● Problem
Copy each line of the records below that has "async" in it.

● Records for this task
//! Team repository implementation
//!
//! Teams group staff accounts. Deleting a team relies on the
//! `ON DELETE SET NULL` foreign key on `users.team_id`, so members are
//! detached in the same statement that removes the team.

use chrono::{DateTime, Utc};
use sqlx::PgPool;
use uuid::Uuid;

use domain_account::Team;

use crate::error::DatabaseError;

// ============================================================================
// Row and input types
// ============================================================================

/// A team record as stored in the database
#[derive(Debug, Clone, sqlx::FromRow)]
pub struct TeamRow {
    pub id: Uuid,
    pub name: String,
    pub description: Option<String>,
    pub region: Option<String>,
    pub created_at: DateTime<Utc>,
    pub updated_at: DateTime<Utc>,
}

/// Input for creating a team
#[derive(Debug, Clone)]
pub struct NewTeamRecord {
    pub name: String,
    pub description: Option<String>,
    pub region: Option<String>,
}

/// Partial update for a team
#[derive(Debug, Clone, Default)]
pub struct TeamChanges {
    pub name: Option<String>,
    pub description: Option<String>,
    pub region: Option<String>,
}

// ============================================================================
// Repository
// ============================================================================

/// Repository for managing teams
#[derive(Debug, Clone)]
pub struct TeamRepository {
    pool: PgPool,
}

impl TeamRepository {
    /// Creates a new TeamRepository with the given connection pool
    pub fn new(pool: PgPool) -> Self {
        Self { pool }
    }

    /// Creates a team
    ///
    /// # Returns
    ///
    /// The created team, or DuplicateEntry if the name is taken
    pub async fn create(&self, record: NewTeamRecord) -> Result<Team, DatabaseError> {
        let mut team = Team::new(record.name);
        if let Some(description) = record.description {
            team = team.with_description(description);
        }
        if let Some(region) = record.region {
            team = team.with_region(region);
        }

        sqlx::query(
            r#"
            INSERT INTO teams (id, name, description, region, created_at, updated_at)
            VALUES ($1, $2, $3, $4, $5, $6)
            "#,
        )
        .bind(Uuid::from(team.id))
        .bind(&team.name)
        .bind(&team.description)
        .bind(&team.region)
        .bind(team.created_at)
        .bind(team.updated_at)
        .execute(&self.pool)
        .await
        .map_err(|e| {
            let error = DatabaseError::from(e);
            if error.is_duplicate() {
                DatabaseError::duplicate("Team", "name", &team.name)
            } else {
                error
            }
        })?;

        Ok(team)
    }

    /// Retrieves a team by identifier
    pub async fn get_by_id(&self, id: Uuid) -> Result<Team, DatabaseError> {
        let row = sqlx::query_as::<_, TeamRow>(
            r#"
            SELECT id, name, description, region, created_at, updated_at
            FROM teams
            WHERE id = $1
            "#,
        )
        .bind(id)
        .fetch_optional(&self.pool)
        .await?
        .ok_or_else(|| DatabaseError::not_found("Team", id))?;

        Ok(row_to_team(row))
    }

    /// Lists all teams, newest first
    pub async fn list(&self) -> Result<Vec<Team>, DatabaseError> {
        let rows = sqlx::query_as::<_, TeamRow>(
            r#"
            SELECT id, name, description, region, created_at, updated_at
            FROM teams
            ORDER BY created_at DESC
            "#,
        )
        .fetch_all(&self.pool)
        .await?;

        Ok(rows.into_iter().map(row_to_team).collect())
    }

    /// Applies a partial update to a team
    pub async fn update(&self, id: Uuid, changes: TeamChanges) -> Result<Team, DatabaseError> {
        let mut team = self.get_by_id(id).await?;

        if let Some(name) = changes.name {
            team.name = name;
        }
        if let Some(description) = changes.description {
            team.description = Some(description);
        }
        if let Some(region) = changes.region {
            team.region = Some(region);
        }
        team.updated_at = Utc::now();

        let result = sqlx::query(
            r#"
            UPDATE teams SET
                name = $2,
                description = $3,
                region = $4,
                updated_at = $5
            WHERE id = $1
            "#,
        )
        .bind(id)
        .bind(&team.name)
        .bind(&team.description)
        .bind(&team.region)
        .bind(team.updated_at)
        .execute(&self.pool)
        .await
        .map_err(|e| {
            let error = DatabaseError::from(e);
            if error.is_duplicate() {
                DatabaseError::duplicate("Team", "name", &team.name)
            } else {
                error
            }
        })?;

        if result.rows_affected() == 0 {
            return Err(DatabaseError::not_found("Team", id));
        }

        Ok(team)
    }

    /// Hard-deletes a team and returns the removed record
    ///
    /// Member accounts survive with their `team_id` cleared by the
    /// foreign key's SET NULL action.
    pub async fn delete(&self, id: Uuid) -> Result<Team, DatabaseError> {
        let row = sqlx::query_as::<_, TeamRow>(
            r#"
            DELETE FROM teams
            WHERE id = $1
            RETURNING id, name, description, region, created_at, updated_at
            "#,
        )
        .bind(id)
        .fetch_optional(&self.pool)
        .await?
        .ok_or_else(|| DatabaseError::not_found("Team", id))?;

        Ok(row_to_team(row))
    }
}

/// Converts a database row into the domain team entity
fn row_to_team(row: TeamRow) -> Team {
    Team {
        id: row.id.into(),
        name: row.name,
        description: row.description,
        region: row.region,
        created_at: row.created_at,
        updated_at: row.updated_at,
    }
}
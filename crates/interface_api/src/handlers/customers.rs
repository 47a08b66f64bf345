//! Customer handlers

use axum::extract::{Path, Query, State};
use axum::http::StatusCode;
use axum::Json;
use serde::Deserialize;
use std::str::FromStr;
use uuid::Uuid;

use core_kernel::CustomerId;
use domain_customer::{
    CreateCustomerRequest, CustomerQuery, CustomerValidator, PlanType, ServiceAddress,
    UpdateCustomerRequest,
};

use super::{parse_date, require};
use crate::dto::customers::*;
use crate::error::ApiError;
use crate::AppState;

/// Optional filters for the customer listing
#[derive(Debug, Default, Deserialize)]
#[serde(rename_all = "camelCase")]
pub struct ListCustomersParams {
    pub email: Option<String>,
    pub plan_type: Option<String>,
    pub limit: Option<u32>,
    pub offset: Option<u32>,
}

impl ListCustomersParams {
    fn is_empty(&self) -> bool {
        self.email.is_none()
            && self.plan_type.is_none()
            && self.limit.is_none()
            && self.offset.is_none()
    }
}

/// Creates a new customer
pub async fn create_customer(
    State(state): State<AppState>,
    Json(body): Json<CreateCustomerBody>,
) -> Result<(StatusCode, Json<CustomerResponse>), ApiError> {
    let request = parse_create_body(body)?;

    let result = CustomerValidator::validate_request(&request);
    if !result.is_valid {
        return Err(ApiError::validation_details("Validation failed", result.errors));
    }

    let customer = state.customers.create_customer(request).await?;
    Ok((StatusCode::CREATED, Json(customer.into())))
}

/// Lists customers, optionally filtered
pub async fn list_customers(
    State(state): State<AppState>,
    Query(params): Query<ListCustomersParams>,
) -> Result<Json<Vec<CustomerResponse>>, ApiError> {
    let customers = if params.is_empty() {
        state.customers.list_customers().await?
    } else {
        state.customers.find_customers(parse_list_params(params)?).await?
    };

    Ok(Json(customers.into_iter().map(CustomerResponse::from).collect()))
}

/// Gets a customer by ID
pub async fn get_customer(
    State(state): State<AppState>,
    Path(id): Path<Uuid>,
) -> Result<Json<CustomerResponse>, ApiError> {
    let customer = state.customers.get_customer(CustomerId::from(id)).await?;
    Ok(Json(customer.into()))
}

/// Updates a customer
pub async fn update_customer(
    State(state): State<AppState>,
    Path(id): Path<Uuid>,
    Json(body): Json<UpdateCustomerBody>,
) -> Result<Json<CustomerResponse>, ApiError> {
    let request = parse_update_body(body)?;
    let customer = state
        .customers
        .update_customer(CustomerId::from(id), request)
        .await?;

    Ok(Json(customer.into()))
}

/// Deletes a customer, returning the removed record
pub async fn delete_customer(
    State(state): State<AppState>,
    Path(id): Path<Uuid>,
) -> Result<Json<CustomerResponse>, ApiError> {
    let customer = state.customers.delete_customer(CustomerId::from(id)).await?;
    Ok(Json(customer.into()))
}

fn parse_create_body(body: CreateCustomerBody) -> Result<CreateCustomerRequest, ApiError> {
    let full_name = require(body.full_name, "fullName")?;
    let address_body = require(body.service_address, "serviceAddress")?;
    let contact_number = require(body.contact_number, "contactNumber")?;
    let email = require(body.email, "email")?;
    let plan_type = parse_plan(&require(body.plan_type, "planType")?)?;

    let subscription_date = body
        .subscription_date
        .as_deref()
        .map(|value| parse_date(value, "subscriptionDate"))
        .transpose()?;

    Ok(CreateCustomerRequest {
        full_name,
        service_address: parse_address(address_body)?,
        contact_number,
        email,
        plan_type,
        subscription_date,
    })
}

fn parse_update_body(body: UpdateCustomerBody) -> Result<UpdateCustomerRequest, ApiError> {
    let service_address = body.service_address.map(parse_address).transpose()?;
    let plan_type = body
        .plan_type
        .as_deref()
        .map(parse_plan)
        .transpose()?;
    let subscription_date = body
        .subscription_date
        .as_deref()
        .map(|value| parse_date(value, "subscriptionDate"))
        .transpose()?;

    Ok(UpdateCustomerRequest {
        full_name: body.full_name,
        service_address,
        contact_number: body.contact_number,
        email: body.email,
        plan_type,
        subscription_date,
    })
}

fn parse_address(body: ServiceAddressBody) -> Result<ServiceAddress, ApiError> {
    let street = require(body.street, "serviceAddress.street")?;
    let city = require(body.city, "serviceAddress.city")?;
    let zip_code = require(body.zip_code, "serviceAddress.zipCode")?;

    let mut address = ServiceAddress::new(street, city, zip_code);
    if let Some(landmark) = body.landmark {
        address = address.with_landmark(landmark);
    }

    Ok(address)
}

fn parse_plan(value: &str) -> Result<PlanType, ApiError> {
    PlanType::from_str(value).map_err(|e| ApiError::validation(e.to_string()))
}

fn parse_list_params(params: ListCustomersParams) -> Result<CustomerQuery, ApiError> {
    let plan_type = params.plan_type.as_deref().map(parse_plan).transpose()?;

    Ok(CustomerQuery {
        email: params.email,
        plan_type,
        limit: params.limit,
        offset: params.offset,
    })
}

● Response area
    pub async fn create(&self, record: NewTeamRecord) -> Result<Team, DatabaseError> {
    pub async fn get_by_id(&self, id: Uuid) -> Result<Team, DatabaseError> {
    pub async fn list(&self) -> Result<Vec<Team>, DatabaseError> {
    pub async fn update(&self, id: Uuid, changes: TeamChanges) -> Result<Team, DatabaseError> {
    pub async fn delete(&self, id: Uuid) -> Result<Team, DatabaseError> {
pub async fn create_customer(
pub async fn list_customers(
pub async fn get_customer(
pub async fn update_customer(
pub async fn delete_customer(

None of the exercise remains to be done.